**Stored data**

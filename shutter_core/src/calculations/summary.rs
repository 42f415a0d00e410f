//! # Material Summary
//!
//! Cross-category totals for the five material families. The summary is a
//! derived view: it is always recomputed from the category line items, so
//! it cannot drift from the detailed tables. Engine quantities are capped at
//! [`MAX_QUANTITY`](crate::units::MAX_QUANTITY), so the four-way sums never
//! reach the saturation point.

use serde::{Deserialize, Serialize};

use crate::materials::MaterialFamily;

use super::CategoryResult;

/// Totals per material family across all categories
#[derive(Debug, Clone, Copy, PartialEq, Eq, Default, Serialize, Deserialize)]
#[serde(rename_all = "camelCase")]
pub struct MaterialSummary {
    pub total_wood_boards: u64,
    pub total_bamboo: u64,
    pub total_steel_sheets: u64,
    pub total_props: u64,
    pub total_beams: u64,
}

impl MaterialSummary {
    /// Sum the first item of each family in every category.
    pub fn from_categories(categories: &[CategoryResult]) -> Self {
        let sum = |family| family_total(categories, family);
        MaterialSummary {
            total_wood_boards: sum(MaterialFamily::WoodBoard),
            total_bamboo: sum(MaterialFamily::Bamboo),
            total_steel_sheets: sum(MaterialFamily::SteelSheet),
            total_props: sum(MaterialFamily::Prop),
            total_beams: sum(MaterialFamily::Beam),
        }
    }

    /// Total for one family
    pub fn total(&self, family: MaterialFamily) -> u64 {
        match family {
            MaterialFamily::WoodBoard => self.total_wood_boards,
            MaterialFamily::Bamboo => self.total_bamboo,
            MaterialFamily::SteelSheet => self.total_steel_sheets,
            MaterialFamily::Prop => self.total_props,
            MaterialFamily::Beam => self.total_beams,
        }
    }
}

fn family_total(categories: &[CategoryResult], family: MaterialFamily) -> u64 {
    categories
        .iter()
        .filter_map(|category| category.materials.iter().find(|m| m.is_family(family)))
        .map(|item| item.quantity)
        .fold(0, u64::saturating_add)
}

#[cfg(test)]
mod tests {
    use super::*;
    use crate::calculations::Category;
    use crate::materials::{MaterialItem, MaterialKind};

    fn category(category: Category, materials: Vec<MaterialItem>) -> CategoryResult {
        CategoryResult {
            category,
            materials,
            total_area: 0,
            notes: String::new(),
            remarks: Vec::new(),
        }
    }

    #[test]
    fn test_sums_tagged_items_only() {
        let categories = vec![
            category(
                Category::Slab,
                vec![
                    MaterialKind::WoodBoards.item(10, "boards"),
                    MaterialKind::SteelSheets.item(3, "sheets"),
                ],
            ),
            category(
                Category::Wall,
                vec![
                    MaterialKind::WoodBoards.item(5, "boards"),
                    MaterialKind::WallPanels.item(7, "panels"),
                ],
            ),
        ];
        let summary = MaterialSummary::from_categories(&categories);
        assert_eq!(summary.total_wood_boards, 15);
        assert_eq!(summary.total_steel_sheets, 3);
        assert_eq!(summary.total_props, 0);
    }

    #[test]
    fn test_untagged_name_lookalike_ignored() {
        // A free-form item that happens to share a name is not counted
        let categories = vec![category(
            Category::Beam,
            vec![MaterialItem::new("Adjustable Props", 99, "pcs")],
        )];
        assert_eq!(MaterialSummary::from_categories(&categories).total_props, 0);
    }

    #[test]
    fn test_totals_saturate() {
        let categories: Vec<CategoryResult> = Category::ALL
            .iter()
            .map(|&c| category(c, vec![MaterialKind::BambooPoles.item(u64::MAX / 2, "poles")]))
            .collect();
        assert_eq!(MaterialSummary::from_categories(&categories).total_bamboo, u64::MAX);
    }

    #[test]
    fn test_total_by_family() {
        let summary = MaterialSummary {
            total_wood_boards: 1,
            total_bamboo: 2,
            total_steel_sheets: 3,
            total_props: 4,
            total_beams: 5,
        };
        assert_eq!(summary.total(MaterialFamily::Prop), 4);
        assert_eq!(summary.total(MaterialFamily::Beam), 5);
    }

    #[test]
    fn test_serialization_keys() {
        let json = serde_json::to_string(&MaterialSummary::default()).unwrap();
        assert!(json.contains("\"totalWoodBoards\":0"));
        assert!(json.contains("\"totalSteelSheets\":0"));
    }
}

**YOUR TASK**
Count the lines in the records above that contain the word "iter", and give only that number.

**FINISHED EXERCISE**
3